CB : Cette relation entre karaté et écriture, je la découvre, je l’explore. Je prends soin de ne pas trop la définir. Ce n’est pas un trajet que j’aurais tracé à l’avance. Plutôt un élan qui m’entraîne. Pour que ça reste concret, intuitif. Comme en repli par rapport au langage. L’écriture, le karaté sont deux rituels dans le quotidien. Les analogies surgissent, se ressentent. Je crois que le plus souvent, c’est le karaté qui nourrit l’écriture, même si l’inverse a lieu aussi. Cette relation, je voudrais la dessiner pour vous en parler, ce serait peut-être plus proche de ce que j’ai envie de dire. Les connotations des mots peuvent vite déformer ce qui semble, dans le silence de l’expérience, à la fois précis et ouvert. J’y réfléchis, il y aurait des mots, quand même : Mouvement, respiration ; distance, cadence ; axe, pas de côté ; solidité, souplesse ; conscience, présence, attention... Ou simplement, le vide, écrit à la main, puisque je ne saurais pas le dessiner.
FSR : Vous êtes par vos activités un lecteur à voix haute, en quoi cela a-t-il une incidence sur votre écriture ?
CD : Je ne sais pas écrire avec une pensée trop présente. J’ai besoin de trouver une distance avec l’abstraction du langage. Lire me soutient. L’oreille, le corps, le souffle, c’est ce qui me guide, sinon les phrases se perdent, les mots se noient.
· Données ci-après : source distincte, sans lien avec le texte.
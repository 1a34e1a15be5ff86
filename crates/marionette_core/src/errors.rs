//! Error Types
//!
//! This module defines the error type shared by every layer of the runtime.
//!
//! # Overview
//!
//! [`AnimationError`] covers the failure modes of graph and player
//! construction:
//! - Fixed-capacity storage that is already full
//! - Stale or out-of-range handles and indices
//! - Node attachments that would close a cycle
//! - Skeleton / clip data that does not fit the target rig
//! - Malformed keyframe tracks
//!
//! Per-frame updates never fail. Every error is reported by the construction
//! call that caused it, before any state has been mutated.
//!
//! ```rust,ignore
//! use marionette_core::errors::{AnimationError, Result};
//!
//! fn build() -> Result<()> {
//!     let handle = tree.create_leaf_node(clip, LeafParams::default())?;
//!     tree.add_root(handle)?;
//!     Ok(())
//! }
//! ```

use thiserror::Error;

/// The error type for animation construction calls.
#[derive(Error, Debug, Clone, PartialEq, Eq)]
pub enum AnimationError {
    // ========================================================================
    // Storage
    // ========================================================================
    /// A preallocated list or arena has no free slot left.
    #[error("Capacity exceeded: {what} (capacity: {capacity})")]
    CapacityExceeded {
        /// Which storage overflowed
        what: &'static str,
        /// The fixed capacity of that storage
        capacity: usize,
    },

    // ========================================================================
    // References
    // ========================================================================
    /// A handle or index does not name a live object of the expected kind.
    #[error("Invalid reference: {what} (index: {index})")]
    InvalidReference {
        /// What was being referenced
        what: &'static str,
        /// The offending index
        index: usize,
    },

    /// Attaching `child` below `parent` would make a node its own descendant.
    #[error("Cyclic graph: node {child} already contains node {parent}")]
    CyclicGraph {
        /// The node that would receive the new child
        parent: usize,
        /// The node being attached
        child: usize,
    },

    /// A named clip does not exist in the library.
    #[error("Clip not found: {0}")]
    ClipNotFound(String),

    // ========================================================================
    // Rig Data
    // ========================================================================
    /// Pose or player data was built for a skeleton with a different bone count.
    #[error("Skeleton mismatch: expected {expected} bones, found {found}")]
    SkeletonMismatch {
        /// Bone count of the receiving skeleton
        expected: usize,
        /// Bone count of the offered data
        found: usize,
    },

    /// Skeleton data violates the bone ordering or array-length invariants.
    #[error("Invalid skeleton: {0}")]
    InvalidSkeleton(String),

    /// Keyframe data is empty, mismatched in length, or out of time order.
    #[error("Invalid keyframe track: {0}")]
    InvalidTrack(String),
}

impl AnimationError {
    #[inline]
    #[must_use]
    pub fn capacity(what: &'static str, capacity: usize) -> Self {
        Self::CapacityExceeded { what, capacity }
    }

    #[inline]
    #[must_use]
    pub fn invalid(what: &'static str, index: usize) -> Self {
        Self::InvalidReference { what, index }
    }
}

/// Alias for `Result<T, AnimationError>`.
pub type Result<T> = std::result::Result<T, AnimationError>;
use crate::skeleton::BoneMask;
use crate::tree::NodeHandle;

/// A running cross-fade from a state machine's outgoing state to its
/// active one.
#[derive(Debug, Clone, Copy, PartialEq)]
pub struct CrossFade {
    /// Index of the state fading out.
    pub from: usize,
    pub elapsed: f32,
    pub duration: f32,
}

impl CrossFade {
    /// Starts a fade, or returns `None` when `duration` calls for an
    /// instant switch.
    #[must_use]
    pub fn start(from: usize, duration: f32) -> Option<Self> {
        (duration > 0.0).then_some(Self {
            from,
            elapsed: 0.0,
            duration,
        })
    }

    /// Share of the incoming input, `elapsed / duration` clamped to 1.
    #[inline]
    #[must_use]
    pub fn weight(&self) -> f32 {
        (self.elapsed / self.duration).min(1.0)
    }

    /// Adds `dt` to the elapsed time. Returns `false` once the fade is over.
    pub fn advance(&mut self, dt: f32) -> bool {
        self.elapsed += dt;
        self.elapsed < self.duration
    }
}

/// Parameters of a [`Blend2Node`].
#[derive(Debug, Clone, Default, PartialEq)]
pub struct Blend2Params {
    /// Share of the second input, in `[0, 1]`.
    pub blend: f32,
    /// Restricts the second input to these bones; the rest keep the first
    /// input's transforms.
    pub mask: Option<BoneMask>,
}

/// Blends two inputs with a fixed weight, optionally per bone mask.
#[derive(Debug)]
pub struct Blend2Node {
    pub(crate) inputs: [Option<NodeHandle>; 2],
    pub(crate) params: Blend2Params,
}

impl Blend2Node {
    pub(crate) fn new(params: Blend2Params) -> Self {
        Self {
            inputs: [None; 2],
            params,
        }
    }

    #[inline]
    #[must_use]
    pub fn inputs(&self) -> &[Option<NodeHandle>; 2] {
        &self.inputs
    }

    #[inline]
    #[must_use]
    pub fn blend(&self) -> f32 {
        self.params.blend
    }

    #[inline]
    #[must_use]
    pub fn mask(&self) -> Option<&BoneMask> {
        self.params.mask.as_ref()
    }
}

/// Parameters of an [`Add2Node`].
#[derive(Debug, Clone, PartialEq)]
pub struct Add2Params {
    /// Strength of the additive input, in `[0, 1]`.
    pub weight: f32,
    /// Restricts the additive layer to these bones.
    pub mask: Option<BoneMask>,
}

impl Default for Add2Params {
    #[inline]
    fn default() -> Self {
        Self {
            weight: 1.0,
            mask: None,
        }
    }
}

/// Layers the second input on top of the first.
///
/// The second input is read relative to the skeleton's bind pose: what it
/// adds is its difference from the bind pose, scaled by the weight.
#[derive(Debug)]
pub struct Add2Node {
    pub(crate) inputs: [Option<NodeHandle>; 2],
    pub(crate) params: Add2Params,
}

impl Add2Node {
    pub(crate) fn new(params: Add2Params) -> Self {
        Self {
            inputs: [None; 2],
            params,
        }
    }

    #[inline]
    #[must_use]
    pub fn inputs(&self) -> &[Option<NodeHandle>; 2] {
        &self.inputs
    }

    #[inline]
    #[must_use]
    pub fn weight(&self) -> f32 {
        self.params.weight
    }

    #[inline]
    #[must_use]
    pub fn mask(&self) -> Option<&BoneMask> {
        self.params.mask.as_ref()
    }
}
La lecture à voix haute a beaucoup rempli ma boite à outils. Le concret dont j’ai besoin pour travailler, je le trouve dans la lecture et le geste de l’écriture. Et ça me guide vers une façon que les mots peuvent trouver de capter la sensualité de la vie, pour faire écho modestement à l’idée de William Carlos Williams. Lire, c’est comme passer le doigt sur une écorce, tandis qu’on pourrait se contenter de la regarder. Ca m’apprend à ressentir, à ralentir. Je me sens aussi plus relié. Et j’aime ça. Il y a tant d’ écritures. J’apprends avec modestie à les découvrir, les percevoir, les rencontrer.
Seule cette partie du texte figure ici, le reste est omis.